== Dataset excerpts

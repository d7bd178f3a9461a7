//! mesh25d build command - point cloud to 2.5D mesh.

use std::path::{Path, PathBuf};

use anyhow::{Context, Result};
use clap::Args;
use colored::Colorize;
use mesh_terrain::{
    DEFAULT_OUTPUT, MAX_WLOP_ITERATIONS, MeshingParams, MeshingReport, TerrainError,
    TerrainPipeline,
};
use serde::Serialize;
use tracing::info;

use crate::{Cli, OutputFormat, output};

#[derive(Args, Debug, Clone)]
pub struct BuildArgs {
    /// Input point cloud (PLY with x/y/z and normals)
    pub input: PathBuf,

    /// Output mesh path
    #[arg(short, long, default_value = DEFAULT_OUTPUT)]
    pub output: PathBuf,

    /// Upper bound on output vertices (negative values count as 0)
    #[arg(long, allow_negative_numbers = true)]
    pub max_vertex_count: Option<i64>,

    /// WLOP simplification rounds, clamped to 1..=1000
    #[arg(long, allow_negative_numbers = true)]
    pub wlop_iterations: Option<i64>,

    /// Reverse face winding and keep the lowest point per grid cell
    #[arg(long, overrides_with = "no_flip_faces")]
    pub flip_faces: bool,

    /// Keep the default winding even if the config file sets flip_faces
    #[arg(long, overrides_with = "flip_faces")]
    pub no_flip_faces: bool,

    /// Seed for plane sampling and simplification
    #[arg(long)]
    pub seed: Option<u64>,

    /// TOML file with meshing parameters; flags override it
    #[arg(long)]
    pub config: Option<PathBuf>,

    /// Write the full run report as JSON to this file
    #[arg(long)]
    pub report: Option<PathBuf>,
}

#[derive(Debug, Serialize)]
struct BuildSummary<'a> {
    input: String,
    output: String,
    report: &'a MeshingReport,
}

/// Merge the config file (if any) with command-line overrides.
pub fn resolve_params(args: &BuildArgs) -> Result<MeshingParams> {
    let mut params = match &args.config {
        Some(path) => MeshingParams::from_toml_file(path)?,
        None => MeshingParams::default(),
    };

    if let Some(count) = args.max_vertex_count {
        params.max_vertex_count = usize::try_from(count.max(0)).unwrap_or(usize::MAX);
    }
    if let Some(iterations) = args.wlop_iterations {
        params.wlop_iterations = iterations.clamp(1, i64::from(MAX_WLOP_ITERATIONS)) as u32;
    }
    if args.flip_faces {
        params.flip_faces = true;
    } else if args.no_flip_faces {
        params.flip_faces = false;
    }
    if let Some(seed) = args.seed {
        params.seed = seed;
    }
    Ok(params.normalized())
}

/// Fail early on paths the pipeline could only reject after doing the work.
pub fn check_paths(input: &Path, output: &Path) -> Result<(), TerrainError> {
    if !input.is_file() {
        return Err(TerrainError::configuration(format!(
            "input point cloud {:?} does not exist",
            input
        )));
    }
    if let Err(e) = std::fs::File::open(input) {
        return Err(TerrainError::configuration(format!(
            "input point cloud {:?} cannot be opened: {}",
            input, e
        )));
    }

    let parent = match output.parent() {
        Some(p) if !p.as_os_str().is_empty() => p,
        _ => Path::new("."),
    };
    let writable = std::fs::metadata(parent)
        .map(|m| m.is_dir() && !m.permissions().readonly())
        .unwrap_or(false);
    if !writable {
        return Err(TerrainError::configuration(format!(
            "output directory {:?} is missing or not writable",
            parent
        )));
    }
    if output.is_dir() {
        return Err(TerrainError::configuration(format!(
            "output path {:?} is a directory",
            output
        )));
    }
    Ok(())
}

pub fn run(args: &BuildArgs, cli: &Cli) -> Result<()> {
    let params = resolve_params(args)?;
    check_paths(&args.input, &args.output)?;

    info!(
        input = ?args.input,
        output = ?args.output,
        max_vertex_count = params.max_vertex_count,
        wlop_iterations = params.wlop_iterations,
        flip_faces = params.flip_faces,
        "Building 2.5D mesh"
    );

    let outcome = TerrainPipeline::new(params).run_file(&args.input, &args.output)?;
    let report = &outcome.report;

    if let Some(path) = &args.report {
        let json = serde_json::to_string_pretty(report).context("Failed to serialize report")?;
        std::fs::write(path, json)
            .with_context(|| format!("Failed to write report to {:?}", path))?;
    }

    match cli.format {
        OutputFormat::Json => {
            let summary = BuildSummary {
                input: args.input.display().to_string(),
                output: args.output.display().to_string(),
                report,
            };
            output::print(&summary, cli.format, cli.quiet);
        }
        OutputFormat::Text => {
            if !cli.quiet {
                print_text(args, report);
            }
        }
    }

    Ok(())
}

fn print_text(args: &BuildArgs, report: &MeshingReport) {
    println!("{}", "2.5D Mesh".bold().underline());
    output::field("Input", args.input.display());
    output::field("Output", args.output.display());
    output::field(
        "Points",
        format!(
            "{} ground, {} non-ground, {} dropped",
            report.classification.ground,
            report.classification.non_ground,
            report.classification.dropped
        ),
    );
    output::field(
        "Planes",
        format!(
            "{} detected, {} points promoted",
            report.planes.planes.len(),
            report.planes.promoted
        ),
    );
    output::field(
        "Grid",
        format!(
            "step {:.4}, {} cells, {} smoothed",
            report.grid.grid_step, report.grid.occupied_cells, report.grid.smoothed
        ),
    );
    output::field(
        "Simplified",
        format!(
            "{} -> {} points ({:.2}%)",
            report.simplification.input,
            report.simplification.output,
            report.simplification.retain_percentage
        ),
    );
    output::field("Vertices", report.vertices);
    output::field("Faces", report.faces);

    println!();
    println!("{}", "Timing".bold());
    for timing in &report.timings {
        output::field(timing.stage.as_str(), output::format_ms(timing.elapsed_ms));
    }
    output::field("Total", output::format_ms(report.total_ms()));

    let warnings: Vec<_> = report.warnings().collect();
    if !warnings.is_empty() {
        println!();
        println!("{}", "Warnings".yellow().bold());
        for warning in warnings {
            println!("  {} {}", "!".yellow(), warning.message);
        }
    }
}

#[cfg(test)]
mod tests {
    use super::*;
    use mesh_terrain::ErrorKind;
    use tempfile::TempDir;

    fn args(input: PathBuf) -> BuildArgs {
        BuildArgs {
            input,
            output: PathBuf::from(DEFAULT_OUTPUT),
            max_vertex_count: None,
            wlop_iterations: None,
            flip_faces: false,
            no_flip_faces: false,
            seed: None,
            config: None,
            report: None,
        }
    }

    #[test]
    fn test_flags_override_config() {
        let dir = TempDir::new().unwrap();
        let config = dir.path().join("terrain.toml");
        std::fs::write(&config, "max_vertex_count = 500\nwlop_iterations = 20\n").unwrap();

        let mut a = args(dir.path().join("in.ply"));
        a.config = Some(config);
        a.wlop_iterations = Some(3);
        let params = resolve_params(&a).unwrap();
        assert_eq!(params.max_vertex_count, 500);
        assert_eq!(params.wlop_iterations, 3);
    }

    #[test]
    fn test_no_flip_faces_overrides_config() {
        let dir = TempDir::new().unwrap();
        let config = dir.path().join("terrain.toml");
        std::fs::write(&config, "flip_faces = true\n").unwrap();

        let mut a = args(dir.path().join("in.ply"));
        a.config = Some(config);
        assert!(resolve_params(&a).unwrap().flip_faces);

        a.no_flip_faces = true;
        assert!(!resolve_params(&a).unwrap().flip_faces);
    }

    #[test]
    fn test_last_flip_flag_wins() {
        use clap::Parser;

        let cli = Cli::try_parse_from([
            "mesh25d",
            "build",
            "in.ply",
            "--flip-faces",
            "--no-flip-faces",
        ])
        .unwrap();
        let crate::Commands::Build(a) = cli.command else {
            panic!("expected build command");
        };
        assert!(!a.flip_faces);
        assert!(a.no_flip_faces);
        assert!(!resolve_params(&a).unwrap().flip_faces);

        let cli = Cli::try_parse_from([
            "mesh25d",
            "build",
            "in.ply",
            "--no-flip-faces",
            "--flip-faces",
        ])
        .unwrap();
        let crate::Commands::Build(a) = cli.command else {
            panic!("expected build command");
        };
        assert!(resolve_params(&a).unwrap().flip_faces);
    }

    #[test]
    fn test_out_of_range_flags_are_clamped() {
        let mut a = args(PathBuf::from("in.ply"));
        a.max_vertex_count = Some(-10);
        a.wlop_iterations = Some(100_000);
        let params = resolve_params(&a).unwrap();
        assert_eq!(params.max_vertex_count, 0);
        assert_eq!(params.wlop_iterations, 1000);

        a.wlop_iterations = Some(-1);
        assert_eq!(resolve_params(&a).unwrap().wlop_iterations, 1);
    }

    #[test]
    fn test_missing_input_is_configuration_error() {
        let dir = TempDir::new().unwrap();
        let err = check_paths(&dir.path().join("absent.ply"), &dir.path().join("out.ply"))
            .unwrap_err();
        assert_eq!(err.kind(), ErrorKind::Configuration);
    }

    #[test]
    fn test_missing_output_directory_is_configuration_error() {
        let dir = TempDir::new().unwrap();
        let input = dir.path().join("in.ply");
        std::fs::write(&input, "ply\n").unwrap();
        let err = check_paths(&input, &dir.path().join("nope").join("out.ply")).unwrap_err();
        assert_eq!(err.kind(), ErrorKind::Configuration);

        assert!(check_paths(&input, &dir.path().join("out.ply")).is_ok());
    }
}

====

◆ **Work request**
Search the records for the word "quiet". Copy every line that has it.

◆ **Answer to this problem**
            output::print(&summary, cli.format, cli.quiet);
            if !cli.quiet {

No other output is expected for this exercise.